#### Requirement:
Below are some records. Return exactly the lines from the one with "case of a run." to the one with "assert!(!s.all_passed());", and nothing else.

#### Data records:
━━━━━━━━━━

// Copyright (c) 2025 Dimitris Kafetzis
//
// Licensed under the MIT License.
// See LICENSE file in the project root for full license information.
//
// SPDX-License-Identifier: MIT

//! Per-case results and run summaries.
//!
//! A case passes when none of its outputs differ from the golden
//! reference. Reports serialize to JSON for CI consumption.

use crate::{ExecMode, Target};
use std::time::Duration;

/// Mismatch count of one case run.
#[derive(Debug, Clone, Copy, PartialEq, Eq, Default, serde::Serialize)]
pub struct CaseOutcome {
    /// Output elements that differ from the golden reference.
    pub errors: usize,
    /// Output elements compared.
    pub total: usize,
}

impl CaseOutcome {
    pub fn passed(&self) -> bool {
        self.errors == 0
    }

    /// Accumulates the counts of another comparison of the same case.
    pub fn merge(self, other: CaseOutcome) -> CaseOutcome {
        CaseOutcome {
            errors: self.errors + other.errors,
            total: self.total + other.total,
        }
    }
}

/// Result of running one case on one cluster configuration.
#[derive(Debug, Clone, serde::Serialize)]
pub struct CaseReport {
    pub case: String,
    pub target: Target,
    pub num_threads: usize,
    pub mode: ExecMode,
    #[serde(flatten)]
    pub outcome: CaseOutcome,
    /// Wall-clock time of the cluster run, when timing is enabled.
    pub duration: Option<Duration>,
}

impl CaseReport {
    pub fn passed(&self) -> bool {
        self.outcome.passed()
    }

    /// One line in the `Errors: x out of y` format of the target harnesses.
    pub fn summary(&self) -> String {
        let timing = self
            .duration
            .map(|d| format!(" in {:.3}ms", d.as_secs_f64() * 1000.0))
            .unwrap_or_default();
        format!(
            "[{}] {} ({} x{}, {}): Errors: {} out of {}{}",
            if self.passed() { "PASS" } else { "FAIL" },
            self.case,
            self.target,
            self.num_threads,
            self.mode,
            self.outcome.errors,
            self.outcome.total,
            timing,
        )
    }
}

/// Aggregate over every case of a run.
#[derive(Debug, Clone, Default, serde::Serialize)]
pub struct RunSummary {
    pub reports: Vec<CaseReport>,
    pub total_duration: Duration,
}

impl RunSummary {
    pub fn record(&mut self, report: CaseReport) {
        self.reports.push(report);
    }

    pub fn failed(&self) -> impl Iterator<Item = &CaseReport> {
        self.reports.iter().filter(|r| !r.passed())
    }

    pub fn all_passed(&self) -> bool {
        self.failed().next().is_none()
    }

    pub fn total_errors(&self) -> usize {
        self.reports.iter().map(|r| r.outcome.errors).sum()
    }

    /// Returns a human-readable summary suitable for CLI output.
    pub fn summary(&self) -> String {
        let failed = self.failed().count();
        format!(
            "{} cases, {} passed, {} failed, {} mismatching elements, {:.2}ms total",
            self.reports.len(),
            self.reports.len() - failed,
            failed,
            self.total_errors(),
            self.total_duration.as_secs_f64() * 1000.0,
        )
    }

    /// Serialises the summary as pretty-printed JSON.
    pub fn to_json(&self) -> Result<String, serde_json::Error> {
        serde_json::to_string_pretty(self)
    }
}

#[cfg(test)]
mod tests {
    use super::*;

    fn report(case: &str, errors: usize) -> CaseReport {
        CaseReport {
            case: case.into(),
            target: Target::Pulp,
            num_threads: 8,
            mode: ExecMode::Sequential,
            outcome: CaseOutcome { errors, total: 64 },
            duration: Some(Duration::from_millis(2)),
        }
    }

    #[test]
    fn test_outcome_merge() {
        let a = CaseOutcome { errors: 1, total: 10 };
        let b = CaseOutcome { errors: 0, total: 5 };
        assert_eq!(a.merge(b), CaseOutcome { errors: 1, total: 15 });
        assert!(!a.merge(b).passed());
    }

    #[test]
    fn test_summary_counts() {
        let mut s = RunSummary::default();
        s.record(report("matmul_s8", 0));
        s.record(report("ita_max", 3));
        s.total_duration = Duration::from_millis(5);

        assert!(!s.all_passed());
        assert_eq!(s.total_errors(), 3);
        assert_eq!(s.failed().count(), 1);
        assert!(s.summary().contains("2 cases, 1 passed, 1 failed"));
    }

    #[test]
    fn test_report_line() {
        let line = report("matmul_s8", 0).summary();
        assert!(line.starts_with("[PASS] matmul_s8 (pulp x8, sequential)"));
        assert!(line.contains("Errors: 0 out of 64"));
    }

    #[test]
    fn test_json_fields() {
        let mut s = RunSummary::default();
        s.record(report("gelu_s8", 2));
        let v: serde_json::Value = serde_json::from_str(&s.to_json().unwrap()).unwrap();
        let r = &v["reports"][0];
        assert_eq!(r["case"], "gelu_s8");
        assert_eq!(r["target"], "pulp");
        assert_eq!(r["mode"], "sequential");
        assert_eq!(r["errors"], 2);
        assert_eq!(r["total"], 64);
    }
}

━━━━━━━━━━

#### Worked solution:
/// Aggregate over every case of a run.
#[derive(Debug, Clone, Default, serde::Serialize)]
pub struct RunSummary {
    pub reports: Vec<CaseReport>,
    pub total_duration: Duration,
}

impl RunSummary {
    pub fn record(&mut self, report: CaseReport) {
        self.reports.push(report);
    }

    pub fn failed(&self) -> impl Iterator<Item = &CaseReport> {
        self.reports.iter().filter(|r| !r.passed())
    }

    pub fn all_passed(&self) -> bool {
        self.failed().next().is_none()
    }

    pub fn total_errors(&self) -> usize {
        self.reports.iter().map(|r| r.outcome.errors).sum()
    }

    /// Returns a human-readable summary suitable for CLI output.
    pub fn summary(&self) -> String {
        let failed = self.failed().count();
        format!(
            "{} cases, {} passed, {} failed, {} mismatching elements, {:.2}ms total",
            self.reports.len(),
            self.reports.len() - failed,
            failed,
            self.total_errors(),
            self.total_duration.as_secs_f64() * 1000.0,
        )
    }

    /// Serialises the summary as pretty-printed JSON.
    pub fn to_json(&self) -> Result<String, serde_json::Error> {
        serde_json::to_string_pretty(self)
    }
}

#[cfg(test)]
mod tests {
    use super::*;

    fn report(case: &str, errors: usize) -> CaseReport {
        CaseReport {
            case: case.into(),
            target: Target::Pulp,
            num_threads: 8,
            mode: ExecMode::Sequential,
            outcome: CaseOutcome { errors, total: 64 },
            duration: Some(Duration::from_millis(2)),
        }
    }

    #[test]
    fn test_outcome_merge() {
        let a = CaseOutcome { errors: 1, total: 10 };
        let b = CaseOutcome { errors: 0, total: 5 };
        assert_eq!(a.merge(b), CaseOutcome { errors: 1, total: 15 });
        assert!(!a.merge(b).passed());
    }

    #[test]
    fn test_summary_counts() {
        let mut s = RunSummary::default();
        s.record(report("matmul_s8", 0));
        s.record(report("ita_max", 3));
        s.total_duration = Duration::from_millis(5);

        assert!(!s.all_passed());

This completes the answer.